PINCIO/PYNCHON

thomas pynchon
Contro il tempo e lo spazio
Appena uscito in America, «Against the day», ovvero l'ultimo romanzo dell'invisibile scrittore americano, è una successione apparentemente caotica di eventi sparsi per il globo, che conferma il piglio anarchico dell'autore e la veemenza del suo attacco al capitalismo. Essendo i tempi quello che sono, a molti critici simili idee sono parse bambinesche se non proprio intollerabili
Tommaso Pincio
Apparso nelle librerie americane in prossimità del Giorno del Ringraziamento, dopo un'attesa protrattasi per quasi un decennio, il nuovo Pynchon non ha certo ricevuto una calorosa accoglienza. Com'era prevedibile, tra i più veementi stroncatori si è prontamente distinta l'acidula Kakutani che pure aveva apprezzato il precedente Mason & Dixon. Per il critico del New York Times il libro «sembra l'imitazione di un romanzo di Pynchon scritta da un suo accanito quanto grossolano fan sotto l'effetto di qualche stupefacente». Pareri dello stesso tenore sono stati espressi da una nutrita schiera di detrattori. Chi lo ha definito un libro senza capo né coda; chi un Moby Dick senza capitano Achab né balena; chi ha ipotizzato che nemmeno Pynchon capisce quel che scrive.

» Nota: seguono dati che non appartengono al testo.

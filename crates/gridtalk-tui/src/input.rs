//! Input handling

use crossterm::event::{Event, KeyCode, KeyEvent, KeyModifiers};

/// Processed input action
#[derive(Debug, Clone, PartialEq, Eq)]
pub enum Action {
    /// Regular character input
    Char(char),
    /// Enter/submit
    Submit,
    /// Backspace
    Backspace,
    /// Delete
    Delete,
    /// Move cursor left
    Left,
    /// Move cursor right
    Right,
    /// Move to start of line
    Home,
    /// Move to end of line
    End,
    /// Scroll up one page
    PageUp,
    /// Scroll down one page
    PageDown,
    /// Escape
    Escape,
    /// Ctrl+C (interrupt)
    Interrupt,
    /// Ctrl+D (EOF)
    Eof,
    /// Ctrl+U (clear line)
    ClearLine,
    /// Ctrl+W (delete word)
    DeleteWord,
    /// Paste (bracketed paste)
    Paste(String),
    /// Unknown/unhandled
    Unknown,
}

/// Convert a crossterm key event to an action
pub fn key_to_action(event: KeyEvent) -> Action {
    let KeyEvent {
        code, modifiers, ..
    } = event;

    if modifiers.contains(KeyModifiers::CONTROL) {
        return match code {
            KeyCode::Char('c') => Action::Interrupt,
            KeyCode::Char('d') => Action::Eof,
            KeyCode::Char('u') => Action::ClearLine,
            KeyCode::Char('w') => Action::DeleteWord,
            _ => Action::Unknown,
        };
    }

    match code {
        KeyCode::Char(c) => Action::Char(c),
        KeyCode::Enter => Action::Submit,
        KeyCode::Backspace => Action::Backspace,
        KeyCode::Delete => Action::Delete,
        KeyCode::Left => Action::Left,
        KeyCode::Right => Action::Right,
        KeyCode::Home => Action::Home,
        KeyCode::End => Action::End,
        KeyCode::PageUp => Action::PageUp,
        KeyCode::PageDown => Action::PageDown,
        KeyCode::Esc => Action::Escape,
        _ => Action::Unknown,
    }
}

/// Convert a crossterm event to an action, if it maps to one
pub fn event_to_action(event: Event) -> Option<Action> {
    match event {
        Event::Key(key_event) => Some(key_to_action(key_event)),
        Event::Paste(text) => Some(Action::Paste(text)),
        _ => None,
    }
}
//! Error types for gridtalk-chat

use thiserror::Error;

use crate::codec::CodecError;

/// Result type alias using gridtalk-chat Error
pub type Result<T> = std::result::Result<T, Error>;

/// Errors that can occur in the conversation core.
///
/// All of these resolve at the turn-loop boundary: the session store is never
/// left partially mutated, and the session stays usable after any of them.
#[derive(Error, Debug)]
pub enum Error {
    /// An upload could not be decoded; the pending image slot stays unset
    #[error("image codec error: {0}")]
    Codec(#[from] CodecError),

    /// The reasoning backend failed; no assistant turn was appended
    #[error(transparent)]
    Backend(#[from] gridtalk_ai::Error),

    /// Turn construction rejected before any state mutation
    #[error("validation error: {0}")]
    Validation(String),
}
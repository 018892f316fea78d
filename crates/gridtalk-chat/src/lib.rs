//! gridtalk-chat: Conversation state and multimodal turn model
//!
//! This crate holds the conversation core: the turn model, the image codec,
//! history windowing, the per-session store, and the turn loop that drives a
//! submission through the reasoning backend and back into the store.

pub mod codec;
pub mod driver;
pub mod error;
pub mod session;
pub mod turn;
pub mod window;

pub use codec::{CodecError, RawImage};
pub use driver::{ImageRetention, LoopState, Render, TurnLoop, TurnLoopConfig, one_shot};
pub use error::{Error, Result};
pub use session::{PendingImage, SessionStore};
pub use turn::{Turn, TurnContent};
pub use window::window;
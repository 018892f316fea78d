//! Animated spinner widget

use crate::theme::Theme;
use ratatui::{buffer::Buffer, layout::Rect, text::Span, widgets::Widget};
use std::time::Instant;

const FRAMES: &[&str] = &["⠋", "⠙", "⠹", "⠸", "⠼", "⠴", "⠦", "⠧", "⠇", "⠏"];
const FRAME_MILLIS: u128 = 80;

/// Spinner with a label, animated from a shared start time so the frame is
/// stable across redraws within a tick.
pub struct Spinner<'a> {
    label: &'a str,
    theme: &'a Theme,
    started: Instant,
}

impl<'a> Spinner<'a> {
    /// Create a new spinner
    pub fn new(label: &'a str, theme: &'a Theme, started: Instant) -> Self {
        Self {
            label,
            theme,
            started,
        }
    }

    fn frame(&self) -> &'static str {
        let index = (self.started.elapsed().as_millis() / FRAME_MILLIS) as usize;
        FRAMES[index % FRAMES.len()]
    }
}

impl Widget for Spinner<'_> {
    fn render(self, area: Rect, buf: &mut Buffer) {
        if area.width < 3 {
            return;
        }
        let text = format!("{} {}", self.frame(), self.label);
        let span = Span::styled(&text, self.theme.warning_style());
        buf.set_span(area.x, area.y, &span, area.width);
    }
}
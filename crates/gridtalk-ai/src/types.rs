//! Core types for orchestrator requests

use serde::{Deserialize, Serialize};

/// Message roles visible to the backend
#[derive(Debug, Clone, Copy, PartialEq, Eq, Serialize, Deserialize)]
#[serde(rename_all = "lowercase")]
pub enum ChatRole {
    User,
    Assistant,
}

impl ChatRole {
    /// Get the wire-format name for this role
    pub fn as_str(&self) -> &'static str {
        match self {
            ChatRole::User => "user",
            ChatRole::Assistant => "assistant",
        }
    }
}

/// A single conversation history entry as seen by the backend.
///
/// History is always flattened to plain text; images travel only with the
/// current prompt, never through history.
#[derive(Debug, Clone, PartialEq, Eq, Serialize, Deserialize)]
pub struct HistoryEntry {
    pub role: ChatRole,
    pub content: String,
}

impl HistoryEntry {
    /// Create a new history entry
    pub fn new(role: ChatRole, content: impl Into<String>) -> Self {
        Self {
            role,
            content: content.into(),
        }
    }
}

#[cfg(test)]
mod tests {
    use super::*;

    #[test]
    fn test_role_wire_names() {
        assert_eq!(ChatRole::User.as_str(), "user");
        assert_eq!(ChatRole::Assistant.as_str(), "assistant");
    }

    #[test]
    fn test_history_entry_serializes_flat() {
        let entry = HistoryEntry::new(ChatRole::Assistant, "the losses are 0.05 pu");
        let value = serde_json::to_value(&entry).unwrap();
        assert_eq!(
            value,
            serde_json::json!({ "role": "assistant", "content": "the losses are 0.05 pu" })
        );
    }
}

Bisogna riconoscere che, in un certo senso, l'autore se l'è cercata scrivendo di suo pugno una sorta di anticipazione nella quale sembra prendere per i fondelli i suoi vezzi più caratteristici quali l'uso di termini oscuri, la descrizione di strane pratiche sessuali e le «stupide canzoni» che di punto in bianco i personaggi si mettono a cantare interrompendo l'azione del romanzo. Il testo, comparso sul sito di Amazon la scorsa estate, si chiudeva così: «Che sia il lettore a decidere. Che il lettore stia in guardia. Buona fortuna». E i lettori, o per meglio dire i critici, guardinghi lo sono stati. A modo loro, però, stabilendo in pratica che Pynchon è uno scrittore finito e fuori dal tempo.